(Collected data)
****************

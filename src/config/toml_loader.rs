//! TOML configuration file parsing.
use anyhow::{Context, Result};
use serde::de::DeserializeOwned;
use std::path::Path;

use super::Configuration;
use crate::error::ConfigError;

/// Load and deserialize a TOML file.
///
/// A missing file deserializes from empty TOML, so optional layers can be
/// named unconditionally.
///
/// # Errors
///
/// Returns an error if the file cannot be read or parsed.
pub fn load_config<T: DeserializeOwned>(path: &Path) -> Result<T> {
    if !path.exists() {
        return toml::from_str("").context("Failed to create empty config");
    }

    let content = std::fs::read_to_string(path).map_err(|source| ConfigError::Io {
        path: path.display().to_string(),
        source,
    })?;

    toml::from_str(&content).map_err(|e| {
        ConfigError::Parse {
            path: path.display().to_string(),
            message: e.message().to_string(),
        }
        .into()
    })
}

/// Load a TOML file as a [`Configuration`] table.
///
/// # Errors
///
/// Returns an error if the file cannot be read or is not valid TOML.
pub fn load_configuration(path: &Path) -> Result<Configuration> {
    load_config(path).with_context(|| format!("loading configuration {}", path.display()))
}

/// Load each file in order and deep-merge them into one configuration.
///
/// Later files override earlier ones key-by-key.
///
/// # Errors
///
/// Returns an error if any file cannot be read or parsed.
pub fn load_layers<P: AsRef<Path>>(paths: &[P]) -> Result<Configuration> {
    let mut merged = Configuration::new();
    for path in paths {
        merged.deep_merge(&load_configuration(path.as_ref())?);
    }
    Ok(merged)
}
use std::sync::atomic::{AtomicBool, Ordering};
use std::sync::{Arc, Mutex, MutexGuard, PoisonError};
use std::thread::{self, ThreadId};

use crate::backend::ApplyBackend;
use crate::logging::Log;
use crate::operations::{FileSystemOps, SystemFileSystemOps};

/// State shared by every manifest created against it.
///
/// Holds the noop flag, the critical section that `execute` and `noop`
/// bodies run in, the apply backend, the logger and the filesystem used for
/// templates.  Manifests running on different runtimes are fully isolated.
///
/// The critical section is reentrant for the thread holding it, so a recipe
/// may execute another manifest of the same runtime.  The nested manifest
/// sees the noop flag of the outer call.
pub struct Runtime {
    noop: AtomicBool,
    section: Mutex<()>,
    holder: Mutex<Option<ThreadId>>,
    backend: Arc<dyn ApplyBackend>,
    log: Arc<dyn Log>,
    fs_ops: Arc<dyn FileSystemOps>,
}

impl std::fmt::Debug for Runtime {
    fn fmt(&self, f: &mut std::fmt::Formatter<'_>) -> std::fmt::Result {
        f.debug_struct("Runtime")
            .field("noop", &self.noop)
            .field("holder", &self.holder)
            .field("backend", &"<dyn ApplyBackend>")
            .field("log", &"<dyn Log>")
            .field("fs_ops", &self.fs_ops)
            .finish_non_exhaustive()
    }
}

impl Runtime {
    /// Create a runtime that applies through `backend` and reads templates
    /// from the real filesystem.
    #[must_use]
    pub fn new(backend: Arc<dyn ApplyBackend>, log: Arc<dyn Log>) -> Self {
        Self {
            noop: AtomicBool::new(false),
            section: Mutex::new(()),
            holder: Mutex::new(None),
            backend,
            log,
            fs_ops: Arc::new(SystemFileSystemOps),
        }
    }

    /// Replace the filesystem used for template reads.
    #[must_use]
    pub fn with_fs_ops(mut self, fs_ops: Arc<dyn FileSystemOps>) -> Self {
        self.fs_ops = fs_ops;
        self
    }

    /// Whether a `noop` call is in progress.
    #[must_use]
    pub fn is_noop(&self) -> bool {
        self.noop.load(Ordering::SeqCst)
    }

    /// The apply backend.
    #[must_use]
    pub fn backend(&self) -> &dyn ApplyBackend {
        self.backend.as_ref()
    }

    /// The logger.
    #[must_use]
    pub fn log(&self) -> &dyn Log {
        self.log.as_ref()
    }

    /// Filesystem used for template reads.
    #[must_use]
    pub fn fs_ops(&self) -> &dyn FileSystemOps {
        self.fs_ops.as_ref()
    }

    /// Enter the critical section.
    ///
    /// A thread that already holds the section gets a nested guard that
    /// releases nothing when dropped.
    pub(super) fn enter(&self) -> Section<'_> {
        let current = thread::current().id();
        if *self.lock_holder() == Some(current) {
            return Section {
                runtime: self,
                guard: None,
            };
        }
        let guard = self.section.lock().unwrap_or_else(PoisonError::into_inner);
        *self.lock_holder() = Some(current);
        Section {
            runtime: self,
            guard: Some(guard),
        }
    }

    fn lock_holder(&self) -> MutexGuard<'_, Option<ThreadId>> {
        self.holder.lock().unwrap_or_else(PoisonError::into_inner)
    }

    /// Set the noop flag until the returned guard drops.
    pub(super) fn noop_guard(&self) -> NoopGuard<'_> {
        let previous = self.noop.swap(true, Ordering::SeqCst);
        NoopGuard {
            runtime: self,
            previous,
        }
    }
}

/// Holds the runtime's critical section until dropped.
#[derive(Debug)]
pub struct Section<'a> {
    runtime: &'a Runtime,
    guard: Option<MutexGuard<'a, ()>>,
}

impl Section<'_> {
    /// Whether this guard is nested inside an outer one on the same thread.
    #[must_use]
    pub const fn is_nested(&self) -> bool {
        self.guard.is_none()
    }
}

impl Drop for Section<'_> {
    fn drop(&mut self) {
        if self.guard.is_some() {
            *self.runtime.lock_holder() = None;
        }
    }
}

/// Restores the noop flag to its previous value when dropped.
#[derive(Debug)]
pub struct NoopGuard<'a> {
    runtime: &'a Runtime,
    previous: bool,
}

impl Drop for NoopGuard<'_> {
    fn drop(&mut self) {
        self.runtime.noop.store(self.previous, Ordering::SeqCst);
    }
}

****************

WORK INSTRUCTION — Exactly as they are written, print the entries again.

RESULT OF THIS EXERCISE —
filename src/config/toml_loader.rs
//! TOML configuration file parsing.
use anyhow::{Context, Result};
use serde::de::DeserializeOwned;
use std::path::Path;

use super::Configuration;
use crate::error::ConfigError;

/// Load and deserialize a TOML file.
///
/// A missing file deserializes from empty TOML, so optional layers can be
/// named unconditionally.
///
/// # Errors
///
/// Returns an error if the file cannot be read or parsed.
pub fn load_config<T: DeserializeOwned>(path: &Path) -> Result<T> {
    if !path.exists() {
        return toml::from_str("").context("Failed to create empty config");
    }

    let content = std::fs::read_to_string(path).map_err(|source| ConfigError::Io {
        path: path.display().to_string(),
        source,
    })?;

    toml::from_str(&content).map_err(|e| {
        ConfigError::Parse {
            path: path.display().to_string(),
            message: e.message().to_string(),
        }
        .into()
    })
}

/// Load a TOML file as a [`Configuration`] table.
///
/// # Errors
///
/// Returns an error if the file cannot be read or is not valid TOML.
pub fn load_configuration(path: &Path) -> Result<Configuration> {
    load_config(path).with_context(|| format!("loading configuration {}", path.display()))
}

/// Load each file in order and deep-merge them into one configuration.
///
/// Later files override earlier ones key-by-key.
///
/// # Errors
///
/// Returns an error if any file cannot be read or parsed.
pub fn load_layers<P: AsRef<Path>>(paths: &[P]) -> Result<Configuration> {
    let mut merged = Configuration::new();
    for path in paths {
        merged.deep_merge(&load_configuration(path.as_ref())?);
    }
    Ok(merged)
}
use std::sync::atomic::{AtomicBool, Ordering};
use std::sync::{Arc, Mutex, MutexGuard, PoisonError};
use std::thread::{self, ThreadId};

use crate::backend::ApplyBackend;
use crate::logging::Log;
use crate::operations::{FileSystemOps, SystemFileSystemOps};

/// State shared by every manifest created against it.
///
/// Holds the noop flag, the critical section that `execute` and `noop`
/// bodies run in, the apply backend, the logger and the filesystem used for
/// templates.  Manifests running on different runtimes are fully isolated.
///
/// The critical section is reentrant for the thread holding it, so a recipe
/// may execute another manifest of the same runtime.  The nested manifest
/// sees the noop flag of the outer call.
pub struct Runtime {
    noop: AtomicBool,
    section: Mutex<()>,
    holder: Mutex<Option<ThreadId>>,
    backend: Arc<dyn ApplyBackend>,
    log: Arc<dyn Log>,
    fs_ops: Arc<dyn FileSystemOps>,
}

impl std::fmt::Debug for Runtime {
    fn fmt(&self, f: &mut std::fmt::Formatter<'_>) -> std::fmt::Result {
        f.debug_struct("Runtime")
            .field("noop", &self.noop)
            .field("holder", &self.holder)
            .field("backend", &"<dyn ApplyBackend>")
            .field("log", &"<dyn Log>")
            .field("fs_ops", &self.fs_ops)
            .finish_non_exhaustive()
    }
}

impl Runtime {
    /// Create a runtime that applies through `backend` and reads templates
    /// from the real filesystem.
    #[must_use]
    pub fn new(backend: Arc<dyn ApplyBackend>, log: Arc<dyn Log>) -> Self {
        Self {
            noop: AtomicBool::new(false),
            section: Mutex::new(()),
            holder: Mutex::new(None),
            backend,
            log,
            fs_ops: Arc::new(SystemFileSystemOps),
        }
    }

    /// Replace the filesystem used for template reads.
    #[must_use]
    pub fn with_fs_ops(mut self, fs_ops: Arc<dyn FileSystemOps>) -> Self {
        self.fs_ops = fs_ops;
        self
    }

    /// Whether a `noop` call is in progress.
    #[must_use]
    pub fn is_noop(&self) -> bool {
        self.noop.load(Ordering::SeqCst)
    }

    /// The apply backend.
    #[must_use]
    pub fn backend(&self) -> &dyn ApplyBackend {
        self.backend.as_ref()
    }

    /// The logger.
    #[must_use]
    pub fn log(&self) -> &dyn Log {
        self.log.as_ref()
    }

    /// Filesystem used for template reads.
    #[must_use]
    pub fn fs_ops(&self) -> &dyn FileSystemOps {
        self.fs_ops.as_ref()
    }

    /// Enter the critical section.
    ///
    /// A thread that already holds the section gets a nested guard that
    /// releases nothing when dropped.
    pub(super) fn enter(&self) -> Section<'_> {
        let current = thread::current().id();
        if *self.lock_holder() == Some(current) {
            return Section {
                runtime: self,
                guard: None,
            };
        }
        let guard = self.section.lock().unwrap_or_else(PoisonError::into_inner);
        *self.lock_holder() = Some(current);
        Section {
            runtime: self,
            guard: Some(guard),
        }
    }

    fn lock_holder(&self) -> MutexGuard<'_, Option<ThreadId>> {
        self.holder.lock().unwrap_or_else(PoisonError::into_inner)
    }

    /// Set the noop flag until the returned guard drops.
    pub(super) fn noop_guard(&self) -> NoopGuard<'_> {
        let previous = self.noop.swap(true, Ordering::SeqCst);
        NoopGuard {
            runtime: self,
            previous,
        }
    }
}

/// Holds the runtime's critical section until dropped.
#[derive(Debug)]
pub struct Section<'a> {
    runtime: &'a Runtime,
    guard: Option<MutexGuard<'a, ()>>,
}

impl Section<'_> {
    /// Whether this guard is nested inside an outer one on the same thread.
    #[must_use]
    pub const fn is_nested(&self) -> bool {
        self.guard.is_none()
    }
}

impl Drop for Section<'_> {
    fn drop(&mut self) {
        if self.guard.is_some() {
            *self.runtime.lock_holder() = None;
        }
    }
}

/// Restores the noop flag to its previous value when dropped.
#[derive(Debug)]
pub struct NoopGuard<'a> {
    runtime: &'a Runtime,
    previous: bool,
}

impl Drop for NoopGuard<'_> {
    fn drop(&mut self) {
        self.runtime.noop.store(self.previous, Ordering::SeqCst);
    }
}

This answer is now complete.